Emerging evidence suggests mtDNA haplotypes contribute to fitness variation and local adaptation, with studies highlighting the potential for directional selection, imposed by distinct thermal environments, and negative frequency-dependent selection to shape spatial patterns of mtDNA haplotype diversity. However, the interplay between these different forms of selection remains unexplored. To address this, we conducted experimental evolution using Drosophila melanogaster populations derived from opposite ends of a latitudinal cline in Australia (Melbourne and Townsville), exposing them to contrasting thermal environments and varying starting frequencies of two mtDNA haplotypes (A1 and B1) that each segregate at high frequencies in natural populations.

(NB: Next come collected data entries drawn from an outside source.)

//! Move/undo/redo scripts.
//!
//! A script is a whitespace separated list of operations:
//! `move:<employee>:<supervisor>` (or `<employee>-><supervisor>`), `undo`, `redo`.
//! Everything after `#` on a line is ignored.

use std::fmt;
use std::str::FromStr;

use tracing::{debug, instrument};

use crate::application::{ApplicationError, ApplicationResult};
use crate::domain::{DomainResult, EmployeeId, OrgTree};

#[derive(Debug, Clone, Copy, PartialEq, Eq)]
pub enum Operation {
    Move {
        employee: EmployeeId,
        supervisor: EmployeeId,
    },
    Undo,
    Redo,
}

impl fmt::Display for Operation {
    fn fmt(&self, f: &mut fmt::Formatter<'_>) -> fmt::Result {
        match self {
            Operation::Move {
                employee,
                supervisor,
            } => write!(f, "move:{}:{}", employee, supervisor),
            Operation::Undo => write!(f, "undo"),
            Operation::Redo => write!(f, "redo"),
        }
    }
}

impl FromStr for Operation {
    type Err = String;

    fn from_str(s: &str) -> Result<Self, Self::Err> {
        match s {
            "undo" => return Ok(Operation::Undo),
            "redo" => return Ok(Operation::Redo),
            _ => {}
        }

        let pair = match s.strip_prefix("move:") {
            Some(rest) => rest.split_once(':'),
            None => s.split_once("->"),
        };
        let (employee, supervisor) = pair.ok_or_else(|| format!("unknown operation '{}'", s))?;

        Ok(Operation::Move {
            employee: parse_id(employee)?,
            supervisor: parse_id(supervisor)?,
        })
    }
}

fn parse_id(s: &str) -> Result<EmployeeId, String> {
    s.trim()
        .parse()
        .map_err(|_| format!("invalid employee id '{}'", s))
}

impl Operation {
    pub fn apply(&self, org: &mut OrgTree) -> DomainResult<()> {
        match *self {
            Operation::Move {
                employee,
                supervisor,
            } => org.move_employee(employee, supervisor),
            Operation::Undo => org.undo().map(|_| ()),
            Operation::Redo => org.redo().map(|_| ()),
        }
    }
}

/// Parse a script, reporting 1-based line numbers on error.
pub fn parse_script(text: &str) -> ApplicationResult<Vec<Operation>> {
    let mut operations = Vec::new();
    for (i, line) in text.lines().enumerate() {
        let code = line.split('#').next().unwrap_or_default();
        for token in code.split_whitespace() {
            let op = token.parse::<Operation>().map_err(|message| ApplicationError::Script {
                line: i + 1,
                message,
            })?;
            operations.push(op);
        }
    }
    Ok(operations)
}

/// Apply operations in order, stopping at the first failure.
///
/// Operations applied before the failure stay applied.
#[instrument(level = "debug", skip(org))]
pub fn run_script(org: &mut OrgTree, operations: &[Operation]) -> ApplicationResult<()> {
    for op in operations {
        op.apply(org)
            .map_err(|source| ApplicationError::OperationFailed {
                operation: op.to_string(),
                source,
            })?;
        debug!("applied {}", op);
    }
    Ok(())
}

We paired this approach with population genetic simulations to estimate selection and its influence on haplotype evolutionary trajectories. We found that mtDNA haplotype frequencies were influenced by complex interactions among temperature, starting frequency, and nuclear genomic background (Melbourne, Townsville, or admixed). Simulations supported directional selection as a driver of haplotype frequencies in populations evolving at 17 degrees Celsius in the Melbourne background, and otherwise selection was predominantly balancing and shaped by negative frequency-dependent fitness effects of the haplotypes. Finally, our results suggest that the thermal environment is not the sole environmental variable shaping mitochondrial evolutionary dynamics and point to a possible role for mito-nuclear epistasis.